- What you need to do: Review the material line by line. Identify and copy every line that contains the string "AttemptOutcome".

- Input for this task:

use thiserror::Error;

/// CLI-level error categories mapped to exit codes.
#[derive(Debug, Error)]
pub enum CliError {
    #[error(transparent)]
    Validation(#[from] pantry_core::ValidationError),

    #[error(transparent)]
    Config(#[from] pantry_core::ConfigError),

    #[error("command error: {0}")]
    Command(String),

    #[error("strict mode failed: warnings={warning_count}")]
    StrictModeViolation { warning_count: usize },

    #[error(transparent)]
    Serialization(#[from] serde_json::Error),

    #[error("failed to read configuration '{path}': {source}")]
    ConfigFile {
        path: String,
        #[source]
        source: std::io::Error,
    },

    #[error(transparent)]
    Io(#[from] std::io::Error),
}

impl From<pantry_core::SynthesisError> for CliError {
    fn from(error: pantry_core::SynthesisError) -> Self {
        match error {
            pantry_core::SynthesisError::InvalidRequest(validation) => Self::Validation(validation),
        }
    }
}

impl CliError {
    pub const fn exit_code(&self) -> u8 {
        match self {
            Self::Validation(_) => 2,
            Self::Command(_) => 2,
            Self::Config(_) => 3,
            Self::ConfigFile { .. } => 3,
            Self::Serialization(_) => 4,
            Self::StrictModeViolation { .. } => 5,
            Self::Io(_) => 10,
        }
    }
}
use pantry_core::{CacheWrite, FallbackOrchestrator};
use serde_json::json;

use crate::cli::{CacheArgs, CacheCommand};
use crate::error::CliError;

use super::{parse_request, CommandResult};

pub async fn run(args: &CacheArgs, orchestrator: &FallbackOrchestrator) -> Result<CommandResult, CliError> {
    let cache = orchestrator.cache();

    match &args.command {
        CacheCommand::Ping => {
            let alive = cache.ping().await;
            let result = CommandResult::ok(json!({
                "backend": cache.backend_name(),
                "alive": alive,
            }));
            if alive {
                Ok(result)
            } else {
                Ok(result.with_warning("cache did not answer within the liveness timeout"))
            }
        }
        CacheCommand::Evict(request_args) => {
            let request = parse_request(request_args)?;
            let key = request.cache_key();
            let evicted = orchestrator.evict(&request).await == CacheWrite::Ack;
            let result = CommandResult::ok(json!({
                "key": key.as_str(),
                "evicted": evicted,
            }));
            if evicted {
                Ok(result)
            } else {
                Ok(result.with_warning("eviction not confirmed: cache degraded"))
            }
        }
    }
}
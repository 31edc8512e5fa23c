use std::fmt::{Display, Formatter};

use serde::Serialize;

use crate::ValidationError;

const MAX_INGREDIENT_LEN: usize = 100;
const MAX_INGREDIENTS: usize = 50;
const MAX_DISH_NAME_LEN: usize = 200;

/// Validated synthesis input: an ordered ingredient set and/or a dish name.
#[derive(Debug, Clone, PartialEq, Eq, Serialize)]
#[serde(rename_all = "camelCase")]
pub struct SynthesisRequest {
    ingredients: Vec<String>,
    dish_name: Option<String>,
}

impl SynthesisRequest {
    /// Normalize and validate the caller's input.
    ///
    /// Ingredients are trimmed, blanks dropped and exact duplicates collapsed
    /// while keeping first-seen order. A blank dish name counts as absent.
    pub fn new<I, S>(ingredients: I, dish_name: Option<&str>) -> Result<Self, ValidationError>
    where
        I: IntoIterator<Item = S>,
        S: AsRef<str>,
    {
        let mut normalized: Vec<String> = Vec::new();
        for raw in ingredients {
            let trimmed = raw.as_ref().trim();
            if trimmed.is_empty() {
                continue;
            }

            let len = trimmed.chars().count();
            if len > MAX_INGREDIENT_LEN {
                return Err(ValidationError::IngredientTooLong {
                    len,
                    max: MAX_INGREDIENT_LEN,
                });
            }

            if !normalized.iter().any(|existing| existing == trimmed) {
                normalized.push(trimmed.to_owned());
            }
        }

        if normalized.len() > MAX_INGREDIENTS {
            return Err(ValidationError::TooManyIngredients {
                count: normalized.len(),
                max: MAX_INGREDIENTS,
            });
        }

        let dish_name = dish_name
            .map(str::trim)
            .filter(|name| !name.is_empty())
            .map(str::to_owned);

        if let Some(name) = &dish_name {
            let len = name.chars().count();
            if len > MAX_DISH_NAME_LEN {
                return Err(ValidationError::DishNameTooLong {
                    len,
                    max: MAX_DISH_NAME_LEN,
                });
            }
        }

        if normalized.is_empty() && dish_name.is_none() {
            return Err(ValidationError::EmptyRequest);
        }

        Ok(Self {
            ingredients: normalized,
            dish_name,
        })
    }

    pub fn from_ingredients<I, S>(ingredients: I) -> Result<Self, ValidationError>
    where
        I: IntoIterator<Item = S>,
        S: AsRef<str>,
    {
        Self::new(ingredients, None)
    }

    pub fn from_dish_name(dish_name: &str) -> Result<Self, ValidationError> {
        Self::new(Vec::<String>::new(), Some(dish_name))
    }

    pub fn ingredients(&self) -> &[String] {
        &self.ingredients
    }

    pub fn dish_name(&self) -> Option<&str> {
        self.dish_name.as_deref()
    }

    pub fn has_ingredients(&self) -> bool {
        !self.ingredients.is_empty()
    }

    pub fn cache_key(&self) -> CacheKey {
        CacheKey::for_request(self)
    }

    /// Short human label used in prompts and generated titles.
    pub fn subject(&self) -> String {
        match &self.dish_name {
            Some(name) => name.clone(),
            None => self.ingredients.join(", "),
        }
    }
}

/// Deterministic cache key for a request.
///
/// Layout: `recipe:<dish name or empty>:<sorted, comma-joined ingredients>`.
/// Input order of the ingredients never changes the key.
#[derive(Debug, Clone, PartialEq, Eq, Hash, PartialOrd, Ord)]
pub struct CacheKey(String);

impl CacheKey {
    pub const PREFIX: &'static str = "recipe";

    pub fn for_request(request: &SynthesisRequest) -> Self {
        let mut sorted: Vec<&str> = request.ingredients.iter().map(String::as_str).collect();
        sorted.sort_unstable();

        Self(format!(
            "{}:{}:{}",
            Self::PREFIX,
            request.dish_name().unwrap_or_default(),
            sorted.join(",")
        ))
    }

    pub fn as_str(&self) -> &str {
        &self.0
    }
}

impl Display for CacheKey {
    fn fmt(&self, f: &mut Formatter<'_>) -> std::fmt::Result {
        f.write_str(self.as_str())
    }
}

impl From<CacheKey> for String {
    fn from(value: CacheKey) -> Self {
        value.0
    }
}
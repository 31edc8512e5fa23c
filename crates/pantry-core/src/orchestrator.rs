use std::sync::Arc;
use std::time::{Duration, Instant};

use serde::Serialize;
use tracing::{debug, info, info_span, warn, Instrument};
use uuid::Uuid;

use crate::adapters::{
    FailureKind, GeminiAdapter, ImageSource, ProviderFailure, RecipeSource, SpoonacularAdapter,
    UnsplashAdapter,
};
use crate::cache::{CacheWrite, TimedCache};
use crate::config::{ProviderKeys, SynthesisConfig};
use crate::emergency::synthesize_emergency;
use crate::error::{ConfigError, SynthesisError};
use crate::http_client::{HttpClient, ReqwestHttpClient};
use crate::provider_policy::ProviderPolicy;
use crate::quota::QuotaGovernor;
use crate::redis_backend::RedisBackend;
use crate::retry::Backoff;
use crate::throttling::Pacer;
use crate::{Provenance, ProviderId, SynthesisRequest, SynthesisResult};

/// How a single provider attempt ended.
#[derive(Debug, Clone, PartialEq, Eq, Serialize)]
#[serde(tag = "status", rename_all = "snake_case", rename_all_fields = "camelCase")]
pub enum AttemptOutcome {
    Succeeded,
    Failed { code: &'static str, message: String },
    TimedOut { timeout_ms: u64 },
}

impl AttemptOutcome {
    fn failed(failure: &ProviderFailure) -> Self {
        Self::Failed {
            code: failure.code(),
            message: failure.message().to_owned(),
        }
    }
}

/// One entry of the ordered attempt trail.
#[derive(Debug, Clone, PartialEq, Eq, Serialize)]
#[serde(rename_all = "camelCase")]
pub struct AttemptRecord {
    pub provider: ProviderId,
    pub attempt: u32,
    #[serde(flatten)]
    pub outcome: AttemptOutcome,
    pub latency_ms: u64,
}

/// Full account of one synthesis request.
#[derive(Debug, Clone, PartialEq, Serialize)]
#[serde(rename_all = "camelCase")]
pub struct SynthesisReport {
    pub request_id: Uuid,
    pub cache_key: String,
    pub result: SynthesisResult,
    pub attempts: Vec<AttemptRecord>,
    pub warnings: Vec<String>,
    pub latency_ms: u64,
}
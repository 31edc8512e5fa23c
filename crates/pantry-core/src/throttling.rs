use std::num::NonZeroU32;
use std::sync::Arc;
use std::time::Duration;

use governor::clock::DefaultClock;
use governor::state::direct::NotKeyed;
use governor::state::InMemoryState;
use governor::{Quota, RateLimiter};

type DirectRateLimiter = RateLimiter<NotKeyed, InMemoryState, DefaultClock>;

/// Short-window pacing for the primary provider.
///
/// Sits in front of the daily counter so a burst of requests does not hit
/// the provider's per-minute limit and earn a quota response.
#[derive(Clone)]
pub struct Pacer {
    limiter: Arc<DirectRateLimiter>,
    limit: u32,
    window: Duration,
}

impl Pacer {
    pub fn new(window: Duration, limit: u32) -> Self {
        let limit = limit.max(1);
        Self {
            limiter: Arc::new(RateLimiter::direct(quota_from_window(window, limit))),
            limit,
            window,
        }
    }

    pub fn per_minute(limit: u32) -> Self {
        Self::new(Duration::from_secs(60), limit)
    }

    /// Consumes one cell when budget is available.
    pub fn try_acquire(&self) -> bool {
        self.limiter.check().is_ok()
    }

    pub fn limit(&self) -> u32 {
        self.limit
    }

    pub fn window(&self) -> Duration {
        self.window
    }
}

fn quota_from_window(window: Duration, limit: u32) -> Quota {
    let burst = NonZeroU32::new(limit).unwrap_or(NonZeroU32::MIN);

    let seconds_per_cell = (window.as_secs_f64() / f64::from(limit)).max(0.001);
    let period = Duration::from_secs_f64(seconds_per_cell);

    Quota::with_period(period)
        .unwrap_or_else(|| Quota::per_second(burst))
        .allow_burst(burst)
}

- Expected answer:
pub enum AttemptOutcome {
impl AttemptOutcome {
    pub outcome: AttemptOutcome,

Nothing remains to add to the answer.